[WORK ORDER]
Provide an exact repetition of every entry, with no word altered.

[INFORMATION PROVIDED]
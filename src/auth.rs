//! Entra ID 凭据：client_credentials 流程获取 Bearer Token
//!
//! Token 缓存在单槽中，临近过期（60 秒裕量）自动重取。测试与用户自带
//! Token 的场景用 StaticTokenProvider。

use std::time::{Duration, Instant};

use async_trait::async_trait;
use serde::Deserialize;
use tokio::sync::RwLock;

use crate::error::RelayError;

/// 厂商 API 请求的默认 scope
const DEFAULT_SCOPE: &str = "https://cognitiveservices.azure.com/.default";

/// 过期前多久视为失效
const EXPIRY_MARGIN: Duration = Duration::from_secs(60);

/// Token 提供者 trait：后端服务凭据或用户交互登录都实现此接口
#[async_trait]
pub trait TokenProvider: Send + Sync {
    async fn bearer_token(&self) -> Result<String, RelayError>;
}

/// 固定 Token（测试 / 前端透传场景）
pub struct StaticTokenProvider(pub String);

#[async_trait]
impl TokenProvider for StaticTokenProvider {
    async fn bearer_token(&self) -> Result<String, RelayError> {
        Ok(self.0.clone())
    }
}

#[derive(Debug, Deserialize)]
struct TokenResponse {
    access_token: String,
    #[serde(default)]
    expires_in: u64,
}

struct CachedToken {
    token: String,
    expires_at: Instant,
}

/// 服务间认证：向 login.microsoftonline.com 换取访问令牌并缓存
pub struct ClientSecretProvider {
    client: reqwest::Client,
    tenant_id: String,
    client_id: String,
    client_secret: String,
    scope: String,
    cached: RwLock<Option<CachedToken>>,
}

impl ClientSecretProvider {
    pub fn new(tenant_id: &str, client_id: &str, client_secret: &str) -> Self {
        Self {
            client: reqwest::Client::new(),
            tenant_id: tenant_id.to_string(),
            client_id: client_id.to_string(),
            client_secret: client_secret.to_string(),
            scope: DEFAULT_SCOPE.to_string(),
            cached: RwLock::new(None),
        }
    }

    async fn fetch_token(&self) -> Result<CachedToken, RelayError> {
        let url = format!(
            "https://login.microsoftonline.com/{}/oauth2/v2.0/token",
            self.tenant_id
        );
        let params = [
            ("grant_type", "client_credentials"),
            ("client_id", self.client_id.as_str()),
            ("client_secret", self.client_secret.as_str()),
            ("scope", self.scope.as_str()),
        ];
        let resp = self.client.post(&url).form(&params).send().await?;
        if !resp.status().is_success() {
            let status = resp.status();
            let body = resp.text().await.unwrap_or_default();
            return Err(RelayError::Auth(format!("{}: {}", status, body)));
        }
        let tr: TokenResponse = resp.json().await?;
        let lifetime = Duration::from_secs(tr.expires_in.max(EXPIRY_MARGIN.as_secs() + 1));
        Ok(CachedToken {
            token: tr.access_token,
            expires_at: Instant::now() + lifetime - EXPIRY_MARGIN,
        })
    }
}

#[async_trait]
impl TokenProvider for ClientSecretProvider {
    async fn bearer_token(&self) -> Result<String, RelayError> {
        {
            let guard = self.cached.read().await;
            if let Some(cached) = guard.as_ref() {
                if cached.expires_at > Instant::now() {
                    return Ok(cached.token.clone());
                }
            }
        }
        let fresh = self.fetch_token().await?;
        let token = fresh.token.clone();
        *self.cached.write().await = Some(fresh);
        Ok(token)
    }
}

#[cfg(test)]
mod tests {
    use super::*;

    #[tokio::test]
    async fn test_static_provider_returns_fixed_token() {
        let p = StaticTokenProvider("tok-123".to_string());
        assert_eq!(p.bearer_token().await.unwrap(), "tok-123");
        assert_eq!(p.bearer_token().await.unwrap(), "tok-123");
    }
}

[WORKED SOLUTION]
filename src/auth.rs
//! Entra ID 凭据：client_credentials 流程获取 Bearer Token
//!
//! Token 缓存在单槽中，临近过期（60 秒裕量）自动重取。测试与用户自带
//! Token 的场景用 StaticTokenProvider。

use std::time::{Duration, Instant};

use async_trait::async_trait;
use serde::Deserialize;
use tokio::sync::RwLock;

use crate::error::RelayError;

/// 厂商 API 请求的默认 scope
const DEFAULT_SCOPE: &str = "https://cognitiveservices.azure.com/.default";

/// 过期前多久视为失效
const EXPIRY_MARGIN: Duration = Duration::from_secs(60);

/// Token 提供者 trait：后端服务凭据或用户交互登录都实现此接口
#[async_trait]
pub trait TokenProvider: Send + Sync {
    async fn bearer_token(&self) -> Result<String, RelayError>;
}

/// 固定 Token（测试 / 前端透传场景）
pub struct StaticTokenProvider(pub String);

#[async_trait]
impl TokenProvider for StaticTokenProvider {
    async fn bearer_token(&self) -> Result<String, RelayError> {
        Ok(self.0.clone())
    }
}

#[derive(Debug, Deserialize)]
struct TokenResponse {
    access_token: String,
    #[serde(default)]
    expires_in: u64,
}

struct CachedToken {
    token: String,
    expires_at: Instant,
}

/// 服务间认证：向 login.microsoftonline.com 换取访问令牌并缓存
pub struct ClientSecretProvider {
    client: reqwest::Client,
    tenant_id: String,
    client_id: String,
    client_secret: String,
    scope: String,
    cached: RwLock<Option<CachedToken>>,
}

impl ClientSecretProvider {
    pub fn new(tenant_id: &str, client_id: &str, client_secret: &str) -> Self {
        Self {
            client: reqwest::Client::new(),
            tenant_id: tenant_id.to_string(),
            client_id: client_id.to_string(),
            client_secret: client_secret.to_string(),
            scope: DEFAULT_SCOPE.to_string(),
            cached: RwLock::new(None),
        }
    }

    async fn fetch_token(&self) -> Result<CachedToken, RelayError> {
        let url = format!(
            "https://login.microsoftonline.com/{}/oauth2/v2.0/token",
            self.tenant_id
        );
        let params = [
            ("grant_type", "client_credentials"),
            ("client_id", self.client_id.as_str()),
            ("client_secret", self.client_secret.as_str()),
            ("scope", self.scope.as_str()),
        ];
        let resp = self.client.post(&url).form(&params).send().await?;
        if !resp.status().is_success() {
            let status = resp.status();
            let body = resp.text().await.unwrap_or_default();
            return Err(RelayError::Auth(format!("{}: {}", status, body)));
        }
        let tr: TokenResponse = resp.json().await?;
        let lifetime = Duration::from_secs(tr.expires_in.max(EXPIRY_MARGIN.as_secs() + 1));
        Ok(CachedToken {
            token: tr.access_token,
            expires_at: Instant::now() + lifetime - EXPIRY_MARGIN,
        })
    }
}

#[async_trait]
impl TokenProvider for ClientSecretProvider {
    async fn bearer_token(&self) -> Result<String, RelayError> {
        {
            let guard = self.cached.read().await;
            if let Some(cached) = guard.as_ref() {
                if cached.expires_at > Instant::now() {
                    return Ok(cached.token.clone());
                }
            }
        }
        let fresh = self.fetch_token().await?;
        let token = fresh.token.clone();
        *self.cached.write().await = Some(fresh);
        Ok(token)
    }
}

#[cfg(test)]
mod tests {
    use super::*;

    #[tokio::test]
    async fn test_static_provider_returns_fixed_token() {
        let p = StaticTokenProvider("tok-123".to_string());
        assert_eq!(p.bearer_token().await.unwrap(), "tok-123");
        assert_eq!(p.bearer_token().await.unwrap(), "tok-123");
    }
}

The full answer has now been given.